緊接著 DOS stub 的是 PE header。 PE header 是PE相關結構 IMAGE_NT_HEADERS 的簡稱，其中包含了許多PE裝載器用到的重要域。執行檔在支持PE檔案結構的作業系統中執行時，PE裝載器將從 DOS MZ header的偏移3CH處找到 PE header 的起始偏移量。因而跳過了 DOS stub 直接定位到真正的檔案頭 PE header。
PE檔案的真正內容劃分成塊，稱之為sections（節）。每節是一塊擁有共同屬性的數據，比如“.text”節等，那么，每一節的內容都是什麼呢？實際上PE格式的檔案把具有相同屬性的內容放入同一個節中，而不必關心類似“.text”、“.data”的命名，其命名只是為了便於識別，所有，我們如果對PE格式的檔案進行修改，理論上講可以寫入任何一個節內，並調整此節的屬性就可以了。
PE header 接下來的數組結構 section table（節表）。 每個結構包含對應節的屬性、檔案偏移量、虛擬偏移量等。如果PE檔案里有5個節，那么此結構數組內就有5個成員。
以上就是PE檔案格式的物理分布，下面將總結一下裝載一PE檔案的主要步驟：
1、PE檔案被執行，PE裝載器為檔案在記憶體分配一個空的位置。創建進程和主執行緒。

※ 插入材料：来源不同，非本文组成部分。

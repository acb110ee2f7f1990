//! Role profiles: allowlists plus prompt text

pub mod catalog;

pub use catalog::StaticProfileCatalog;
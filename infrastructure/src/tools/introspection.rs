//! Introspection tool: list_my_tools

use board_application::context::{ExecutionContext, parse_params};
use board_application::ports::profile_catalog::ProfileCatalog;
use board_domain::{FieldKind, ObjectSchema, ToolDefinition, ToolError, ToolResult};
use serde::Deserialize;
use serde_json::{Value, json};
use std::sync::Arc;

/// Tool name constant
pub const LIST_MY_TOOLS: &str = "list_my_tools";

pub fn list_my_tools_definition() -> ToolDefinition {
    ToolDefinition::new(
        LIST_MY_TOOLS,
        "List the tools a role may use. Defaults to your own role.",
        ObjectSchema::new().optional("role", FieldKind::String, "Role/profile name"),
    )
}

#[derive(Debug, Deserialize)]
struct ListMyToolsParams {
    role: Option<String>,
}

pub struct ListMyToolsTool {
    definition: ToolDefinition,
    catalog: Arc<dyn ProfileCatalog>,
}

impl ListMyToolsTool {
    pub fn new(catalog: Arc<dyn ProfileCatalog>) -> Self {
        Self {
            definition: list_my_tools_definition(),
            catalog,
        }
    }

    async fn execute(&self, params: Value, ctx: &ExecutionContext) -> Result<ToolResult, ToolError> {
        let params: ListMyToolsParams = parse_params(&self.definition, &params)?;
        let role = params
            .role
            .as_deref()
            .or(ctx.profile())
            .ok_or_else(|| ToolError::missing_context("profile (pass role explicitly)"))?;

        let profile = self.catalog.profile(role).ok_or_else(|| {
            ToolError::not_found(format!(
                "role '{}' (known: {})",
                role,
                self.catalog.profile_names().join(", ")
            ))
        })?;

        let output = serde_json::to_string_pretty(&json!({
            "role": profile.name,
            "tools": profile.tools,
        }))
        .map_err(|e| ToolError::execution_failed(e.to_string()))?;
        Ok(ToolResult::success(LIST_MY_TOOLS, output))
    }
}

impl_tool!(ListMyToolsTool);

#[cfg(test)]
mod tests {
    use super::*;
    use crate::profiles::StaticProfileCatalog;
    use crate::tools::test_support::workspace_in;
    use board_application::ports::tool_executor::Tool;

    fn tool() -> ListMyToolsTool {
        ListMyToolsTool::new(Arc::new(StaticProfileCatalog::builtin()))
    }

    #[tokio::test]
    async fn test_falls_back_to_context_profile() {
        let dir = tempfile::tempdir().unwrap();
        let ctx = ExecutionContext::builder("P-1", workspace_in(dir.path(), None))
            .profile("reviewer")
            .build();

        let result = tool().handle(json!({}), &ctx).await;
        let listed: Value = serde_json::from_str(&result.output).unwrap();

        assert_eq!(listed["role"], "reviewer");
        assert!(
            listed["tools"]
                .as_array()
                .unwrap()
                .contains(&json!("list_my_tools"))
        );
    }

    #[tokio::test]
    async fn test_explicit_role_wins() {
        let dir = tempfile::tempdir().unwrap();
        let ctx = ExecutionContext::builder("P-1", workspace_in(dir.path(), None))
            .profile("reviewer")
            .build();

        let result = tool().handle(json!({"role": "developer"}), &ctx).await;
        let listed: Value = serde_json::from_str(&result.output).unwrap();
        assert_eq!(listed["role"], "developer");
    }

    #[tokio::test]
    async fn test_no_role_anywhere() {
        let dir = tempfile::tempdir().unwrap();
        let ctx = ExecutionContext::builder("P-1", workspace_in(dir.path(), None)).build();

        let result = tool().handle(json!({}), &ctx).await;
        assert_eq!(result.error().unwrap().code, "MISSING_CONTEXT");
    }

    #[tokio::test]
    async fn test_unknown_role() {
        let dir = tempfile::tempdir().unwrap();
        let ctx = ExecutionContext::builder("P-1", workspace_in(dir.path(), None)).build();

        let result = tool().handle(json!({"role": "ceo"}), &ctx).await;
        let err = result.error().unwrap();
        assert_eq!(err.code, "NOT_FOUND");
        assert!(err.message.contains("developer"));
    }
}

2、PE裝載器檢查 DOS MZ header 里的 PE header 偏移量。如果找到，則跳轉到 PE header。
3、PE裝載器檢查 PE header 的有效性。如果有效，就跳轉到PE header的尾部。
4、緊跟 PE header 的是節表。PE裝載器讀取其中的節信息，並採用檔案映射方法將這些節映射到記憶體，同時付上節表里指定的節屬性。
5、PE檔案映射入記憶體後，PE裝載器將處理PE檔案中類似 import table（引入表）邏輯部分。